By using an equivalent targeted proteomics approach, in vivo proteolytic cleavages created in a mixed cellular context were backtracked to their exact cellular origin. Noteworthy here was the fact that eight of the in vivo identified substrates displayed an acidic P4' residue, which was hypothesized to discriminate early and late GrB targets as high and lower affinity substrates, respectively (39). This observation might indicate that processing of early apoptotic mediators was preferentially sampled here and that secondary cleavage events were missed, possibly partially explaining the high discrepancies in numbers of in vitro versus in vivo substrates identified. Furthermore because the apoptotic process is induced non-synchronically in the target cells (in contrast to simultaneous cleavage on protein substrates when GrB is added to a lysate), proteolytic events raised by GrB may give rise to protein fragments that are either further processed yielding novel N termini that were not detected in vitro or generate unstable protein fragments that were subsequently removed by the proteasome. Finally and in contrast with in vitro screening, in vivo cleavage susceptibility of a substrate will also depend on substrate localization and conformation in a particular cellular context and/or phenotype (47, 48). Additionally a surprising observation was the identification of the in vitro identified GrB-generated N terminus in the eukaryotic translation initiation factor 2 subunit 2 starting with a lysine at P1' shown to be much less accommodated by hGrB compared with mGrB, indicating that even suboptimal cleavage events can occur as an early event in vivo.

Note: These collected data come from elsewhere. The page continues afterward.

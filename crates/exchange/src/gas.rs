//! Gas metering for store access.

use crate::error::{ExchangeError, Result};

/// Gas charged per store operation (the Cosmos KV gas table).
#[derive(Debug, Clone, Copy, PartialEq, Eq)]
pub struct GasConfig {
    pub has_cost: u64,
    pub delete_cost: u64,
    pub read_cost_flat: u64,
    pub read_cost_per_byte: u64,
    pub write_cost_flat: u64,
    pub write_cost_per_byte: u64,
    pub iter_next_cost_flat: u64,
}

impl Default for GasConfig {
    fn default() -> Self {
        Self {
            has_cost: 1000,
            delete_cost: 1000,
            read_cost_flat: 1000,
            read_cost_per_byte: 3,
            write_cost_flat: 2000,
            write_cost_per_byte: 30,
            iter_next_cost_flat: 30,
        }
    }
}

impl GasConfig {
    /// A table that charges nothing.
    pub fn free() -> Self {
        Self {
            has_cost: 0,
            delete_cost: 0,
            read_cost_flat: 0,
            read_cost_per_byte: 0,
            write_cost_flat: 0,
            write_cost_per_byte: 0,
            iter_next_cost_flat: 0,
        }
    }

    pub fn read_cost(&self, key_len: usize, value_len: usize) -> u64 {
        let bytes = (key_len + value_len) as u64;
        self.read_cost_flat
            .saturating_add(self.read_cost_per_byte.saturating_mul(bytes))
    }

    pub fn write_cost(&self, key_len: usize, value_len: usize) -> u64 {
        let bytes = (key_len + value_len) as u64;
        self.write_cost_flat
            .saturating_add(self.write_cost_per_byte.saturating_mul(bytes))
    }

    /// Cost of stepping an iterator onto an entry.
    pub fn iter_cost(&self, key_len: usize, value_len: usize) -> u64 {
        let bytes = (key_len + value_len) as u64;
        self.iter_next_cost_flat
            .saturating_add(self.read_cost_per_byte.saturating_mul(bytes))
    }
}

/// Tracks gas consumed against a limit.
#[derive(Debug, Clone, Copy, PartialEq, Eq)]
pub struct GasMeter {
    limit: u64,
    consumed: u64,
}

impl GasMeter {
    pub fn new(limit: u64) -> Self {
        Self { limit, consumed: 0 }
    }

    pub fn infinite() -> Self {
        Self::new(u64::MAX)
    }

    pub fn limit(&self) -> u64 {
        self.limit
    }

    pub fn consumed(&self) -> u64 {
        self.consumed
    }

    pub fn remaining(&self) -> u64 {
        self.limit.saturating_sub(self.consumed)
    }

    /// Charge `amount`. Once the limit is exceeded the meter stays exhausted and
    /// every further charge fails.
    pub fn consume(&mut self, amount: u64) -> Result<()> {
        let wanted = self.consumed.saturating_add(amount);
        if wanted > self.limit {
            self.consumed = wanted;
            return Err(ExchangeError::OutOfGas {
                limit: self.limit,
                wanted,
            });
        }
        self.consumed = wanted;
        Ok(())
    }

    pub fn is_out_of_gas(&self) -> bool {
        self.consumed > self.limit
    }
}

In conclusion, we demonstrated here that the combined use of the N-terminal COFRADIC approach and triple SILAC labeling to identify protein cleavage sites on the natural protein level allowed us to analyze and compare ortholog-specific substrate cleavages in an in vitro approach that were easily traceable and linkable to proteolytic events taking place in a dual cell-based in vivo setup. We therefore believe that intraexperimental evaluation of multiple parameters will allow a clear dissemination of (ortholog-specific) proteolytic pathways.

	ACKNOWLEDGMENTS

 
We thank Prof. Dr. Georges Leclercq and Mourad Matmati from the Department of Clinical Chemistry, Microbiology and Immunology at the Ghent University Hospital for FACS analysis and providing the protocol for isolation of PBMC from buffy coats. We also thank P. Bird for critical reading of the manuscript, Dr. Lennart Martens and Kenny Helsens for assistance in data processing, and An Staes and Jozef Van Damme for operating the mass spectrometers.

	FOOTNOTES

 
Received, February 7, 2008, and in revised form, August 29, 2008.

Published, MCP Papers in Press, October 3, 2008, DOI 10.1074/mcp.M800060-MCP200

¹ The abbreviations used are: Gr, granzyme; Bid, BH3-interacting domain death agonist; COFRADIC, combined fractional diagonal chromatography; NK, natural killer; PBMC, peripheral blood mononuclear cells; SILAC, stable isotope labeling by amino acids in cell culture; z-DEVD-fmk, N-benzyloxycarbonyl-Asp-Glu-Val-Asp fluoromethyl ketone; z-VAD-fmk, N-benzyloxycarbonyl-Val-Ala-Asp (O-methyl)fluoromethyl ketone; mGrB, mouse granzyme B; hGrB, human granzyme B; FACS, fluorescence-activated cell sorting; AcD₃, trideuteroacetyl.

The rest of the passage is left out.